Enfin, sixième et dernier point, Conchita Wurst représente
parfaitement l’Europe qui se cherche, qui n’est pas certaine de
sa nature, qui oscille entre libertés et contraintes accrues.
Il existe, en effet, l’Europe d’inspiration
libérale avec la libre circulation des personnes, des marchandises et
des services à l’intérieur de ses frontières, le
combat contre les monopoles publics et les subventions des États aux
entreprises, l’encadrement des déficits publics, la mutuelle
reconnaissance des diplômes et des qualifications, la liberté
d’établissement et de prestations de services.

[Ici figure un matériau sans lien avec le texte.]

/// Size and type of an image, without the bytes.
#[derive(Debug, Clone, PartialEq, Eq, Serialize)]
#[serde(rename_all = "camelCase")]
pub struct ImageInfo {
    pub content_type: String,
    pub size: usize,
}

impl From<&RequestImage> for ImageInfo {
    fn from(image: &RequestImage) -> Self {
        Self {
            content_type: image.content_type.clone(),
            size: image.bytes.len(),
        }
    }
}

#[derive(Debug, Clone, Serialize)]
pub struct RequestRow {
    #[serde(flatten)]
    pub request: PickupRequest,
    /// What the status means, absent for unrecognised statuses.
    #[serde(skip_serializing_if = "Option::is_none")]
    pub detail: Option<&'static str>,
    /// `None` leaves a placeholder in the list.
    pub image: Option<ImageInfo>,
}

impl RequestRow {
    pub fn new(request: PickupRequest, image: Option<ImageInfo>) -> Self {
        Self {
            detail: request.status.detail(),
            request,
            image,
        }
    }
}

#[derive(Debug, Clone, Serialize)]
pub struct RequestList {
    /// Requests before filtering.
    pub total: usize,
    pub rows: Vec<RequestRow>,
}

#[derive(Debug, Clone, Serialize)]
pub struct StepView {
    pub status: String,
    pub label: &'static str,
    pub detail: &'static str,
    pub state: &'static str,
}

impl From<&TimelineStep> for StepView {
    fn from(step: &TimelineStep) -> Self {
        Self {
            status: step.status.as_str().to_string(),
            label: step.label(),
            detail: step.detail(),
            state: match step.state {
                StepState::Done => "done",
                StepState::Active => "active",
                StepState::Pending => "pending",
            },
        }
    }
}

#[derive(Debug, Clone, Serialize)]
pub struct TrackingView {
    pub request: PickupRequest,
    pub steps: Vec<StepView>,
    pub image: Option<ImageInfo>,
}

#[derive(Debug, Clone, Serialize)]
pub struct SavedImage {
    pub path: PathBuf,
    #[serde(flatten)]
    pub image: ImageInfo,
}

/// Field changes for an existing request. `None` keeps the current value.
#[derive(Debug, Clone, Default)]
pub struct RequestEdits {
    pub device_type: Option<String>,
    pub brand: Option<String>,
    pub model: Option<String>,
    pub condition: Option<Condition>,
    pub quantity: Option<u32>,
    pub pickup_address: Option<String>,
    pub additional_remarks: Option<String>,
    pub image: Option<ImageUpload>,
}

/// Picks a listed device type, or `Other` with the name as the custom type.
pub fn set_device_type(draft: &mut RequestDraft, name: &str) {
    match DeviceType::known(name) {
        Some(known) => {
            draft.device_type = known;
            draft.custom_device_type.clear();
        }
        None if name.trim().eq_ignore_ascii_case(DeviceType::Other.as_str()) => {
            draft.device_type = DeviceType::Other;
        }
        None => {
            draft.device_type = DeviceType::Other;
            draft.custom_device_type = name.trim().to_string();
        }
    }
}

impl RequestEdits {
    fn apply(self, draft: &mut RequestDraft) {
        if let Some(device_type) = self.device_type {
            set_device_type(draft, &device_type);
        }
        if let Some(brand) = self.brand {
            draft.brand = brand;
        }
        if let Some(model) = self.model {
            draft.model = model;
        }
        if let Some(condition) = self.condition {
            draft.condition = condition;
        }
        if let Some(quantity) = self.quantity {
            draft.quantity = quantity;
        }
        if let Some(address) = self.pickup_address {
            draft.pickup_address = address;
        }
        if let Some(remarks) = self.additional_remarks {
            draft.additional_remarks = remarks;
        }
        if self.image.is_some() {
            draft.image = self.image;
        }
    }
}

fn content_type_for(path: &Path) -> &'static str {
    let extension = path
        .extension()
        .and_then(|e| e.to_str())
        .map(str::to_ascii_lowercase)
        .unwrap_or_default();
    match extension.as_str() {
        "png" => "image/png",
        "jpg" | "jpeg" => "image/jpeg",
        "gif" => "image/gif",
        "webp" => "image/webp",
        "bmp" => "image/bmp",
        "heic" => "image/heic",
        _ => "application/octet-stream",
    }
}

/// Reads a proof image from disk, typed by its extension.
pub async fn read_image(path: &Path) -> AppResult<ImageUpload> {
    let bytes = tokio::fs::read(path)
        .await
        .map_err(|e| AppError::Input(format!("Cannot read {}: {e}", path.display())))?;
    let file_name = path
        .file_name()
        .and_then(|n| n.to_str())
        .unwrap_or("image")
        .to_string();
    Ok(ImageUpload::new(file_name, content_type_for(path), bytes))
}

/// Walks the submit wizard to the confirm step and sends the request.
pub async fn submit(state: &AppState, draft: RequestDraft) -> AppResult<PickupRequest> {
    let session = require_session(state).await?;

    let mut wizard = RequestWizard::new(draft);
    while wizard.step() != WizardStep::Confirm {
        tracing::debug!(step = %wizard.step().heading(), "Checking wizard step");
        wizard.advance()?;
    }
    let submission = wizard.submit()?;

    let created = authorized(state, state.requests.submit(&session, &submission).await).await?;
    tracing::info!(request_id = created.id, "Pickup request submitted");
    Ok(created)
}

/// GET /requests/mine, filtered locally.
pub async fn list(state: &AppState, query: &RequestQuery, with_images: bool) -> AppResult<RequestList> {
    let session = require_session(state).await?;
    let all = authorized(state, state.requests.list_mine(&session).await).await?;
    let matching: Vec<PickupRequest> = query.apply(&all).into_iter().cloned().collect();

    let mut images = if with_images {
        let ids: Vec<i64> = matching.iter().map(|r| r.id).collect();
        load_thumbnails(
            state.requests.as_ref(),
            &session,
            &ids,
            state.thumbnail_concurrency,
        )
        .await
    } else {
        HashMap::new()
    };

    let rows = matching
        .into_iter()
        .map(|request| {
            let image = images.remove(&request.id).as_ref().map(ImageInfo::from);
            RequestRow::new(request, image)
        })
        .collect();

    Ok(RequestList {
        total: all.len(),
        rows,
    })
}

/// Request detail with its progress list and proof image.
pub async fn track(state: &AppState, id: i64) -> AppResult<TrackingView> {
    let session = require_session(state).await?;
    let request = authorized(state, state.requests.get(&session, id).await).await?;
    let image = load_image(state.requests.as_ref(), &session, id).await;

    Ok(TrackingView {
        steps: timeline(&request.status).iter().map(StepView::from).collect(),
        image: image.as_ref().map(ImageInfo::from),
        request,
    })
}

/// POST /requests/{id}/update, only while the request is still submitted.
pub async fn update(state: &AppState, id: i64, edits: RequestEdits) -> AppResult<PickupRequest> {
    let session = require_session(state).await?;
    let current = authorized(state, state.requests.get(&session, id).await).await?;
    if !current.status.is_editable() {
        return Err(DomainError::NotEditable {
            status: current.status,
        }
        .into());
    }

    let mut draft = RequestDraft::from_request(&current);
    edits.apply(&mut draft);
    let submission = draft.to_update()?;

    let updated = authorized(state, state.requests.update(&session, id, &submission).await).await?;
    tracing::info!(request_id = id, "Pickup request updated");
    Ok(updated)
}

/// DELETE /requests/{id}. Nothing is sent unless `confirmed`.
pub async fn delete(state: &AppState, id: i64, confirmed: bool) -> AppResult<String> {
    if !confirmed {
        return Err(AppError::Cancelled);
    }
    let session = require_session(state).await?;
    let message = authorized(state, state.requests.delete(&session, id).await).await?;
    tracing::info!(request_id = id, "Pickup request deleted");
    Ok(message_or(message, "Request deleted successfully"))
}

Mais en parallèle, il existe l’Europe de la norme, de la
contrainte, de l’uniformité, de la restriction du libre-arbitre.
J’ai déjà, ici même,
cité ces projets de réglementation communautaire comme
l’interdiction des talons aiguilles dans les salons de coiffure, la
teneur minimale en sucre dans les confitures, le nombre de litres d’eau
que doit consommer une chasse d’eau ou encore l’utilisation de
bouteilles scellées non réutilisables pour servir l’huile
d’olive au restaurant.
Certes, il arrive heureusement que la Commission européenne
fasse marche arrière devant le tollé provoqué par de
telles mesures, mais le fait même que des esprits puissent concevoir de
telles choses reste inquiétant. Et parfois, ils arrivent à
leurs fins.
Ainsi en 2012, une pénurie d’œufs a frappé
l’Europe du fait de l’obligation pour les éleveurs de se
conformer à la réglementation communautaire. Claude Dumoulin,
éleveur dans la Somme, affirme que cela lui a coûté 3,2
millions d’euros pour 125 000 poules, soit 25 euros par poule. Le
Monde rapporte que « La nouvelle directive
"bien-être animal" prévoit […] quelques
aménagements censés répondre aux besoins
comportementaux des animaux : les poules peuvent désormais se mouvoir dans des
cages de 20 à 60 individus (contre six dans des cages fermées
jusqu'ici), de petits perchoirs métalliques ont été
posés […], un grattoir leur propose de se faire les griffes
et un "nid", sorte d'isoloir entouré d'une
jupe en plastique orange, leur
permet de pondre à
l'abri des regards. » Bien évidemment, tout cela a un
coût, supporté par le consommateur.
En ce moment, ce sont les pépiniéristes qui se battent
contre le règlement unique de commercialisation sur les plantes
agricoles et ornementales, qui va compliquer leur travail. Et, comme
d’habitude, générer des frais supplémentaires.
Thierry Denis, pépiniériste dans le Morvan, affirme
« que s’il devait créer son entreprise
aujourd’hui en tenant compte des exigences européennes, il ne
pourrait pas le faire. »
Bref, l’Europe n’est pas libérale, encore moins
« ultralibérale » comme le prétendent
à peu près tous les politiques français. Elle est
ambivalente. Voilà sans doute pourquoi les
« eurosceptiques » ont réalisé de tels
scores à ces élections européennes, comme cela
était prévisible. Voilà
aussi pourquoi Conchita Wurst en est
l’allégorie.
Quoi qu’il en soit, la volonté de tout enrégimenter
n’est jamais loin dans les instances bruxelloises. Espérons
alors que Conchita Wurst, une fois à la
tête du continent, ne soit pas saisi de fureur réglementaire et
qu’il ne cède pas au rêve des eurocrates, qui serait le cauchemar
des citoyens curieux et gourmands : la saucisse unique.